Le groupe djihadiste Boko Haram a perpétré une nouvelle attaque contre une ville du nord-est du Nigeria, dans l’État de Borno, provoquant la fuite de milliers d’habitants vers le Cameroun voisin.
Selon Umar Ari, dirigeant une force d’auto-défense engagée dans la lutte contre les djihadistes, des dizaines de membres de Boko Haram ont pris d’assaut, sans en prendre le contrôle, la ville de Kirawa, situé en périphérie de la ville de Gwoza, à la frontière avec le Cameroun, dans la nuit du 1er au 2 octobre, incendiant des habitations et poussant près de 5.000 habitants à fuir.
« L’attaque a contraint les 5.000 habitants à quitter la ville, dont environ 3.000 ont traversé la rivière pour rejoindre le Cameroun, y compris notre chef traditionnel », a déclaré de son côté Yakubu Ali, chef communautaire et président de l’Association pour le développement de Kirawa. Les 2.000 habitants restés au Nigeria se sont dirigés vers les localités voisines de Pulka, Gwoza et Maiduguri, la capitale régionale située à 130 kilomètres, a-t-il précisé.
Fuite vers le Cameroun voisin
Kirawa a été « complètement désertée » après l’incendie des maisons par les djihadistes, témoigne Hassan Butari, un habitant arrivé le 2 octobre à Maiduguri. « Beaucoup d’entre nous ont traversé la frontière pour se réfugier dans des villages camerounais voisins, en attendant que la situation se stabilise », ajoute-t-il.

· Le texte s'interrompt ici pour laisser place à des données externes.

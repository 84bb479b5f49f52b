use chrono::Utc;
use derma_app::ChatTurn;
use derma_core::cart::{cart_item_count, cart_total, format_rupiah, CartItem};
use derma_core::chat::{relative_label, ChatMessage, ChatSession};
use derma_core::order::{Order, OrderStatus};
use derma_core::product::{Prediction, Product};
use derma_core::user::User;

pub fn print_user(user: &User) {
    let role = if user.is_admin() { " \x1b[35m(admin)\x1b[0m" } else { "" };
    println!(
        "\x1b[1m{}\x1b[0m{role}  @{}  {}",
        user.display_name(),
        user.username,
        user.email
    );
}

pub fn print_products(products: &[Product]) {
    if products.is_empty() {
        println!("No products found.");
        return;
    }
    for p in products {
        let brand = p.brand.as_deref().unwrap_or("");
        println!(
            "  \x1b[90m{:>4}\x1b[0m  {:<40} {:<14} \x1b[33m{}\x1b[0m",
            p.id,
            p.name,
            brand,
            format_rupiah(p.price)
        );
        if !p.for_conditions.is_empty() {
            println!("        \x1b[90mfor: {}\x1b[0m", p.for_conditions.join(", "));
        }
    }
}

pub fn print_cart(items: &[CartItem]) {
    if items.is_empty() {
        println!("Your cart is empty.");
        return;
    }
    for item in items {
        println!(
            "  \x1b[90m{:>4}\x1b[0m  {:<40} {} x {:>3} = \x1b[33m{}\x1b[0m",
            item.id,
            item.name,
            format_rupiah(item.price),
            item.quantity,
            format_rupiah(item.subtotal())
        );
    }
    println!(
        "  \x1b[1mTotal ({} items): {}\x1b[0m",
        cart_item_count(items),
        format_rupiah(cart_total(items))
    );
}

pub fn print_prediction(prediction: &Prediction) {
    println!(
        "Prediction: \x1b[1m{}\x1b[0m ({:.1}%)",
        prediction.label,
        prediction.confidence * 100.0
    );
    for (label, score) in prediction.top_k.iter().skip(1) {
        println!("  \x1b[90m{label}: {:.1}%\x1b[0m", score * 100.0);
    }
}

pub fn print_sessions(sessions: &[ChatSession], current: Option<&str>) {
    if sessions.is_empty() {
        println!("No chats yet.");
        return;
    }
    let now = Utc::now();
    for s in sessions {
        let marker = if Some(s.id.as_str()) == current { " *" } else { "" };
        println!(
            "  \x1b[90m{}\x1b[0m  {}{}  ({} msgs, {})",
            s.id,
            s.title,
            marker,
            s.message_count,
            relative_label(s.last_updated, now)
        );
    }
}

pub fn print_message(message: &ChatMessage) {
    if message.is_bot {
        println!("\x1b[36;1mbot>\x1b[0m {}", message.text);
        for p in &message.products {
            println!(
                "      \x1b[90m[{}] {} {}\x1b[0m",
                p.id,
                p.name,
                format_rupiah(p.price)
            );
        }
    } else {
        println!("\x1b[32;1myou>\x1b[0m {}", message.text);
    }
}

pub fn print_turn(turn: &ChatTurn) {
    if let Some(reply) = turn.reply() {
        print_message(reply);
    }
    if let Some(e) = &turn.error {
        eprintln!("\x1b[31m[error]\x1b[0m {e}");
    }
}

fn status_color(status: &OrderStatus) -> &'static str {
    match status {
        OrderStatus::Delivered => "32",
        OrderStatus::Cancelled => "31",
        OrderStatus::Shipping | OrderStatus::Processing => "36",
        _ => "33",
    }
}

pub fn print_order(order: &Order) {
    println!(
        "\x1b[1m{}\x1b[0m  \x1b[{}m{}\x1b[0m  {}  {}",
        order.id,
        status_color(&order.status),
        order.status.label(),
        order.payment_method.label(),
        format_rupiah(order.total_amount)
    );
    for item in &order.items {
        println!(
            "    {} x {}  {}",
            item.quantity,
            item.product_name,
            format_rupiah(item.price * u64::from(item.quantity))
        );
    }
    let a = &order.shipping_address;
    println!(
        "    \x1b[90mto {}, {}, {}, {}\x1b[0m",
        a.full_name, a.address, a.city, a.province
    );
}

pub fn print_orders(orders: &[Order]) {
    if orders.is_empty() {
        println!("No orders yet.");
        return;
    }
    for order in orders {
        print_order(order);
    }
}

pub fn print_json(value: &serde_json::Value) {
    match serde_json::to_string_pretty(value) {
        Ok(s) => println!("{s}"),
        Err(_) => println!("{value}"),
    }
}
use std::path::Path;

use crate::error::ValidationError;
use crate::order::CheckoutForm;

pub const MIN_PASSWORD_LEN: usize = 6;

const IMAGE_EXTENSIONS: &[(&str, &str)] = &[
    ("jpg", "image/jpeg"),
    ("jpeg", "image/jpeg"),
    ("png", "image/png"),
    ("webp", "image/webp"),
    ("gif", "image/gif"),
    ("bmp", "image/bmp"),
];

#[derive(Debug, Clone, Default, PartialEq, Eq)]
pub struct RegisterForm {
    pub username: String,
    pub email: String,
    pub full_name: String,
    pub password: String,
    pub confirm_password: String,
}

fn required(value: &str, field: &'static str) -> Result<(), ValidationError> {
    if value.trim().is_empty() {
        Err(ValidationError::Required(field))
    } else {
        Ok(())
    }
}

pub fn validate_login(identifier: &str, password: &str) -> Result<(), ValidationError> {
    required(identifier, "Email or username")?;
    required(password, "Password")
}

pub fn validate_register(form: &RegisterForm) -> Result<(), ValidationError> {
    required(&form.username, "Username")?;
    required(&form.email, "Email")?;
    required(&form.password, "Password")?;
    if form.password != form.confirm_password {
        return Err(ValidationError::PasswordMismatch);
    }
    if form.password.chars().count() < MIN_PASSWORD_LEN {
        return Err(ValidationError::PasswordTooShort(MIN_PASSWORD_LEN));
    }
    Ok(())
}

/// Postal code stays optional.
pub fn validate_checkout(form: &CheckoutForm) -> Result<(), ValidationError> {
    let s = &form.shipping;
    required(&s.full_name, "Full name")?;
    required(&s.phone, "Phone")?;
    required(&s.address, "Address")?;
    required(&s.city, "City")?;
    required(&s.province, "Province")
}

pub fn validate_chat_message(text: &str) -> Result<(), ValidationError> {
    if text.trim().is_empty() {
        Err(ValidationError::EmptyMessage)
    } else {
        Ok(())
    }
}

/// MIME type for an uploadable image, judged by extension.
pub fn image_mime(path: &Path) -> Result<&'static str, ValidationError> {
    let ext = path
        .extension()
        .and_then(|e| e.to_str())
        .map(str::to_ascii_lowercase)
        .unwrap_or_default();

    IMAGE_EXTENSIONS
        .iter()
        .find(|(e, _)| *e == ext)
        .map(|(_, mime)| *mime)
        .ok_or_else(|| ValidationError::UnsupportedImage(path.display().to_string()))
}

Aucun mort ni blessé n’a été rapporté pour le moment.
Cette attaque fait suite à un précédent raid, dans la ville de Banki, toujours dans le nord-est du pays, dans le district de Bama, le 19 septembre. Des hommes armés ont fait fuir les soldats qui s’y trouvaient et se sont emparés de leurs armes et de leurs munitions rapporte Reuters. Un soldat appartenant au 152 bataillon stationné à Banli affirme que les insurgés sont venus en nombre, forçant les forces de sécurité à prendre la retraite après de violents échanges de tirs. Selon un habitant de Banki, les militaires et paramilitaires se sont enfuits au Cameroun et ne sont revenus que le lendemain de l’attaque.
L’ancien président Goodluck Jonathan, lors de la présentation d’un livre écrit par le général Lucky Irabor, ancien chef d’état major de la Défense, a déclaré ce 3 octobre à Abuja qu’il aurait cru que la menace de Boko Haram aurait été éliminée avec le gouvernement de Buhari. Jonathan a évoqué les mesures que son gouvernement a mis en place, sans succès, pour éliminer les forces insurrectionnelles. Les terroristes avaient réclamé le général Buhari pour négocier rappelle-t-il.
L’ancien président confie au quotidien The Nation : »j’ai pensé alors que s’ils réclamaient Buhari pour être leur porte-parole et négocier avec le comité gouvernemental, quand il prendrait la présidence, ce serait plus simple de négocier avec eux et qu’ils rendraient leurs armes. » Pour Goodluck Jonathan, l’incapacité de Buhari à éradiquer Boko Haram prouve que la crise est beaucoup plus profonde qu’on ne le pense.
L’ancien président a poursuivi en évoquant le drame du kidnapping des jeunes filles à Chibok, disant que cela resterait une cicatrice à jamais gravée dans le bilan de son action. « L’une des cicatrices majeures de mon gouvernement – et elle restera sur mon visage […] – aucun chirurgien plasticien ou esthétique ne pourra l’enlever – est la question des filles de Chibok. C’est une cicatrice avec laquelle je vais mourir. Mais peut-être que plus tard, plus de faits seront connus, et cela dépend aussi de Boko Haram. »
La zone dans laquelle se trouve la ville de Kirawa est régulièrement ciblée par Boko Haram depuis 2014, année où le groupe djihadiste s’était emparé de la ville de Gwoza, qu’il avait proclamée califat après avoir pris le contrôle d’une grande partie de l’État de Borno.